◆ Action item
For the records that follow, please set down exactly the lines between the one holding "pub async fn save_to_dir(&self, dir: &Path)" and the one holding "pub mod feedback;", inclusive, and only those.

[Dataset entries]
//! 表格导出服务 - 业务能力层
//!
//! 把勾选的考生 × 题库题目展开成一张待打分的工作表。
//!
//! ## 表格格式
//! - 单个工作表 `Candidates`
//! - 列：`Candidate ID`、`Enrollment No`、`Name`、`Question Id`、`Max Marks`、`Update Marks`
//! - 行顺序：考生按拉取顺序，每个考生下题目按题库顺序
//! - 列宽：该列最长内容（含表头）的字符数 + 2，不小于 10

use std::path::{Path, PathBuf};

use rust_xlsxwriter::{Color, Format, FormatAlign, Workbook};
use tracing::{debug, info};

use crate::error::{AppError, AppResult, ValidationError};
use crate::models::{AssessmentType, Candidate, Question, SelectionSet};

pub const SHEET_NAME: &str = "Candidates";

pub const COL_CANDIDATE_ID: &str = "Candidate ID";
pub const COL_ENROLLMENT_NO: &str = "Enrollment No";
pub const COL_NAME: &str = "Name";
pub const COL_QUESTION_ID: &str = "Question Id";
pub const COL_MAX_MARKS: &str = "Max Marks";
pub const COL_UPDATE_MARKS: &str = "Update Marks";

pub const HEADERS: [&str; 6] = [
    COL_CANDIDATE_ID,
    COL_ENROLLMENT_NO,
    COL_NAME,
    COL_QUESTION_ID,
    COL_MAX_MARKS,
    COL_UPDATE_MARKS,
];

pub const MIN_COLUMN_WIDTH: usize = 10;
const COLUMN_PADDING: usize = 2;

/// 导出表格中的一行
#[derive(Debug, Clone, PartialEq, Eq)]
pub struct ExportRow {
    pub candidate_id: String,
    pub enrollment_no: String,
    pub name: String,
    pub question_id: String,
    pub max_marks: String,
    /// 留给阅卷人填写，导出时为空
    pub update_marks: String,
}

impl ExportRow {
    fn new(candidate: &Candidate, question: &Question) -> Self {
        Self {
            candidate_id: candidate.id.clone(),
            enrollment_no: candidate.enrollment_no.clone(),
            name: candidate.name.clone(),
            question_id: question.id.clone(),
            max_marks: question.max_marks.clone(),
            update_marks: String::new(),
        }
    }

    /// 按列顺序排列的单元格内容
    pub fn cells(&self) -> [&str; 6] {
        [
            &self.candidate_id,
            &self.enrollment_no,
            &self.name,
            &self.question_id,
            &self.max_marks,
            &self.update_marks,
        ]
    }
}

/// 生成好的工作簿内容
#[derive(Debug, Clone, PartialEq)]
pub struct ExportedWorkbook {
    /// `candidates_<type>.xlsx`
    pub file_name: String,
    pub rows: Vec<ExportRow>,
    pub column_widths: [usize; 6],
}

/// 导出文件名
pub fn file_name_for(assessment: AssessmentType) -> String {
    format!("candidates_{}.xlsx", assessment.as_str())
}

/// 展开 考生 × 题目
///
/// 没有勾选任何考生时返回 `NoSelection`
pub fn build_rows(
    candidates: &[Candidate],
    selection: &SelectionSet,
    bank: &[Question],
) -> Result<Vec<ExportRow>, ValidationError> {
    let selected = selection.selected_in(candidates);
    if selected.is_empty() {
        return Err(ValidationError::NoSelection);
    }

    Ok(selected
        .into_iter()
        .flat_map(|candidate| bank.iter().map(move |q| ExportRow::new(candidate, q)))
        .collect())
}

/// 计算每列宽度：最长内容 + 2，下限 10
pub fn column_widths(rows: &[ExportRow]) -> [usize; 6] {
    let mut widths = HEADERS.map(|h| h.chars().count());
    for row in rows {
        for (width, cell) in widths.iter_mut().zip(row.cells()) {
            *width = (*width).max(cell.chars().count());
        }
    }
    widths.map(|w| (w + COLUMN_PADDING).max(MIN_COLUMN_WIDTH))
}

/// 生成导出内容
pub fn export_workbook(
    candidates: &[Candidate],
    selection: &SelectionSet,
    bank: &[Question],
    assessment: AssessmentType,
) -> AppResult<ExportedWorkbook> {
    if !assessment.uses_workbook() {
        return Err(ValidationError::UnsupportedTab(assessment.to_string()).into());
    }

    let rows = build_rows(candidates, selection, bank)?;
    let column_widths = column_widths(&rows);
    info!(
        "📄 导出 {} 表格: {} 行 ({} 道题)",
        assessment,
        rows.len(),
        bank.len()
    );

    Ok(ExportedWorkbook {
        file_name: file_name_for(assessment),
        rows,
        column_widths,
    })
}

impl ExportedWorkbook {
    /// 序列化为 xlsx 字节
    pub fn to_buffer(&self) -> AppResult<Vec<u8>> {
        let mut workbook = Workbook::new();
        let header_format = Format::new()
            .set_bold()
            .set_align(FormatAlign::Center)
            .set_align(FormatAlign::VerticalCenter)
            .set_text_wrap()
            .set_background_color(Color::RGB(0xFFFF00));

        let worksheet = workbook.add_worksheet();
        worksheet.set_name(SHEET_NAME)?;

        for (col, header) in HEADERS.iter().enumerate() {
            worksheet.write_string_with_format(0, col as u16, *header, &header_format)?;
        }

        for (index, row) in self.rows.iter().enumerate() {
            let row_num = (index + 1) as u32;
            for (col, cell) in row.cells().into_iter().enumerate() {
                let col = col as u16;
                if cell.is_empty() {
                    continue;
                }
                // 满分写成数字，其余按文本写入，保证 ID 原样回读
                match (col, cell.parse::<f64>()) {
                    (4, Ok(number)) => {
                        worksheet.write_number(row_num, col, number)?;
                    }
                    _ => {
                        worksheet.write_string(row_num, col, cell)?;
                    }
                }
            }
        }

        for (col, width) in self.column_widths.iter().enumerate() {
            worksheet.set_column_width(col as u16, *width as f64)?;
        }

        let buffer = workbook.save_to_buffer()?;
        debug!("工作簿大小: {} 字节", buffer.len());
        Ok(buffer)
    }

    /// 保存到目录下，返回完整路径
    pub async fn save_to_dir(&self, dir: &Path) -> AppResult<PathBuf> {
        let buffer = self.to_buffer()?;
        let path = dir.join(&self.file_name);
        tokio::fs::write(&path, buffer)
            .await
            .map_err(|e| AppError::file_write_failed(path.display().to_string(), e))?;
        Ok(path)
    }
}
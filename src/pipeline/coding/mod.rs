pub mod completion;
pub mod agents;
pub mod feedback;
pub mod validation;
pub mod prompt;
pub mod context;
pub mod stages;
pub mod orchestrator;

pub use completion::*;
pub use agents::*;
pub use feedback::*;
pub use validation::*;
pub use prompt::*;
pub use context::*;
pub use stages::*;
pub use orchestrator::*;

use thiserror::Error;

use crate::pipeline::retrieval::RetrievalError;

#[derive(Error, Debug)]
pub enum CodingError {
    #[error("Clinical note is empty")]
    EmptyNote,

    #[error("Completion service is not reachable at {0}")]
    CompletionConnection(String),

    #[error("Completion service returned error (status {status}): {body}")]
    CompletionService { status: u16, body: String },

    #[error("HTTP client error: {0}")]
    HttpClient(String),

    #[error("Malformed {stage} output: {detail}")]
    MalformedOutput { stage: String, detail: String },

    #[error("Retrieval failed: {0}")]
    Retrieval(#[from] RetrievalError),

    #[error("Pipeline run exceeded {secs}s")]
    Timeout { secs: u64 },

    #[error("Stage '{0}' already recorded for this run")]
    StageAlreadyRecorded(&'static str),

    #[error("Stage '{0}' has not produced output yet")]
    MissingStageOutput(&'static str),

    #[error("Background task failed: {0}")]
    TaskJoin(String),

    #[error("Agent definitions: {0}")]
    AgentDefinitions(String),

    #[error("I/O error: {0}")]
    Io(#[from] std::io::Error),
}
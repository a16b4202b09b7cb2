//! On-disk retriever cache.
//!
//! Four files, present together or not at all:
//! `documents.json`, `model_name.txt`, `index.faiss`, `embeddings.npy`.
//!
//! `index.faiss` layout (little endian):
//! magic `ICDFLAT\0` | version u32 | metric u32 (1 = L2) | dimension u64 |
//! count u64 | SHA-256 of the corpus (32 bytes) | count × dimension f32.

use std::fs;
use std::io::{BufWriter, Write};
use std::path::{Path, PathBuf};
use std::sync::LazyLock;

use regex::Regex;
use sha2::{Digest, Sha256};
use uuid::Uuid;

use super::index::FlatL2Index;
use super::RetrievalError;
use crate::config::{DOCUMENTS_FILE, EMBEDDINGS_FILE, INDEX_FILE, MODEL_NAME_FILE};
use crate::models::CodedEntry;

const INDEX_MAGIC: &[u8; 8] = b"ICDFLAT\0";
const INDEX_VERSION: u32 = 1;
const METRIC_L2: u32 = 1;
const INDEX_HEADER_LEN: usize = 8 + 4 + 4 + 8 + 8 + 32;

const NPY_MAGIC: &[u8; 6] = b"\x93NUMPY";
/// NumPy pads the preamble plus header to a multiple of this.
const NPY_ALIGN: usize = 64;

pub const CACHE_FILES: [&str; 4] = [DOCUMENTS_FILE, MODEL_NAME_FILE, INDEX_FILE, EMBEDDINGS_FILE];

/// Whether every cache file exists in `dir`.
pub fn cache_complete(dir: &Path) -> bool {
    CACHE_FILES.iter().all(|f| dir.join(f).is_file())
}

// ── Corpus digest ──────────────────────────────────────────

/// SHA-256 over the ordered corpus. Binds an index file to its documents.
pub fn corpus_digest(entries: &[CodedEntry]) -> [u8; 32] {
    let mut hasher = Sha256::new();
    for entry in entries {
        hasher.update(entry.code.as_bytes());
        hasher.update([0x1f]);
        hasher.update(entry.description.as_bytes());
        hasher.update([0x1f, entry.billable as u8, 0x1e]);
    }
    hasher.finalize().into()
}

pub fn digest_hex(digest: &[u8; 32]) -> String {
    digest.iter().map(|b| format!("{b:02x}")).collect()
}

// ── NumPy .npy (v1.0, <f4, C order, 2-D) ───────────────────

pub fn write_npy(path: &Path, rows: usize, cols: usize, data: &[f32]) -> Result<(), RetrievalError> {
    if rows * cols != data.len() {
        return Err(RetrievalError::DimensionMismatch {
            expected: rows * cols,
            actual: data.len(),
        });
    }

    let mut header = format!("{{'descr': '<f4', 'fortran_order': False, 'shape': ({rows}, {cols}), }}");
    // magic(6) + version(2) + header_len(2) + header + '\n'
    let unpadded = NPY_MAGIC.len() + 2 + 2 + header.len() + 1;
    let padding = (NPY_ALIGN - unpadded % NPY_ALIGN) % NPY_ALIGN;
    header.push_str(&" ".repeat(padding));
    header.push('\n');

    let header_len = u16::try_from(header.len())
        .map_err(|_| RetrievalError::CorruptCache("npy header too long".into()))?;

    let mut out = BufWriter::new(fs::File::create(path)?);
    out.write_all(NPY_MAGIC)?;
    out.write_all(&[1, 0])?;
    out.write_all(&header_len.to_le_bytes())?;
    out.write_all(header.as_bytes())?;
    for value in data {
        out.write_all(&value.to_le_bytes())?;
    }
    out.flush()?;
    Ok(())
}
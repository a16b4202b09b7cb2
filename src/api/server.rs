//! API server lifecycle: bind → spawn background task → return a handle
//! with a shutdown channel.

use std::net::SocketAddr;
use std::sync::Arc;

use tokio::sync::oneshot;
use tokio::task::JoinHandle;

use crate::api::router::api_router;
use crate::core_state::CoreState;

/// Handle to a running API server.
pub struct ApiServer {
    pub addr: SocketAddr,
    /// RFC 3339 start time.
    pub started_at: String,
    shutdown_tx: Option<oneshot::Sender<()>>,
    task: JoinHandle<()>,
}

impl ApiServer {
    /// Ask the server to stop accepting connections and drain.
    pub fn shutdown(&mut self) {
        if let Some(tx) = self.shutdown_tx.take() {
            let _ = tx.send(());
            tracing::info!("API server shutdown signal sent");
        }
    }

    /// Wait until the server task has exited.
    pub async fn stopped(self) {
        if let Err(e) = self.task.await {
            tracing::error!("API server task failed: {e}");
        }
    }
}

pub async fn start_api_server(core: Arc<CoreState>, bind: SocketAddr) -> Result<ApiServer, String> {
    let listener = tokio::net::TcpListener::bind(bind)
        .await
        .map_err(|e| format!("Failed to bind API server on {bind}: {e}"))?;
    let addr = listener
        .local_addr()
        .map_err(|e| format!("Failed to get server address: {e}"))?;

    let app = api_router(core);
    let (shutdown_tx, shutdown_rx) = oneshot::channel::<()>();

    let task = tokio::spawn(async move {
        let shutdown_signal = async move {
            let _ = shutdown_rx.await;
            tracing::info!("API server received shutdown signal");
        };

        tracing::info!(%addr, "API server started");

        if let Err(e) = axum::serve(listener, app)
            .with_graceful_shutdown(shutdown_signal)
            .await
        {
            tracing::error!("API server error: {e}");
        }

        tracing::info!("API server stopped");
    });

    Ok(ApiServer {
        addr,
        started_at: chrono::Utc::now().to_rfc3339(),
        shutdown_tx: Some(shutdown_tx),
        task,
    })
}

/// Serve until Ctrl-C.
pub async fn serve_until_ctrl_c(core: Arc<CoreState>, bind: SocketAddr) -> Result<(), String> {
    let mut server = start_api_server(core, bind).await?;
    tokio::signal::ctrl_c()
        .await
        .map_err(|e| format!("Failed to listen for Ctrl-C: {e}"))?;
    server.shutdown();
    server.stopped().await;
    Ok(())
}

#[cfg(test)]
mod tests {
    use super::*;
    use crate::api::router::tests::{stub_core, EchoCompletion};
    use std::net::{IpAddr, Ipv4Addr};

    fn localhost() -> SocketAddr {
        SocketAddr::new(IpAddr::V4(Ipv4Addr::LOCALHOST), 0)
    }

    #[tokio::test]
    async fn start_serve_and_stop() {
        let core = stub_core(Arc::new(EchoCompletion { code: "I10" }));
        let mut server = start_api_server(core, localhost()).await.expect("server should start");
        assert!(server.addr.port() > 0);
        assert!(chrono::DateTime::parse_from_rfc3339(&server.started_at).is_ok());

        let client = reqwest::Client::new();
        let health: serde_json::Value = client
            .get(format!("http://{}/health", server.addr))
            .send()
            .await
            .unwrap()
            .json()
            .await
            .unwrap();
        assert_eq!(health["status"], "ok");

        let response = client
            .post(format!("http://{}/process_note", server.addr))
            .json(&serde_json::json!({"note": "Hypertension, cough."}))
            .send()
            .await
            .unwrap();
        assert_eq!(response.status(), reqwest::StatusCode::OK);
        let body: serde_json::Value = response.json().await.unwrap();
        assert_eq!(body["icd10_codes"][0]["code"], "I10");

        server.shutdown();
        server.stopped().await;
    }

    #[tokio::test]
    async fn bind_conflict_reports_error() {
        let core = stub_core(Arc::new(EchoCompletion { code: "I10" }));
        let mut first = start_api_server(core.clone(), localhost()).await.unwrap();
        let err = start_api_server(core, first.addr).await.err().unwrap();
        assert!(err.contains("Failed to bind"));
        first.shutdown();
    }
}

◆ Finished task
    pub async fn save_to_dir(&self, dir: &Path) -> AppResult<PathBuf> {
        let buffer = self.to_buffer()?;
        let path = dir.join(&self.file_name);
        tokio::fs::write(&path, buffer)
            .await
            .map_err(|e| AppError::file_write_failed(path.display().to_string(), e))?;
        Ok(path)
    }
}
filename src/pipeline/coding/mod.rs
pub mod completion;
pub mod agents;
pub mod feedback;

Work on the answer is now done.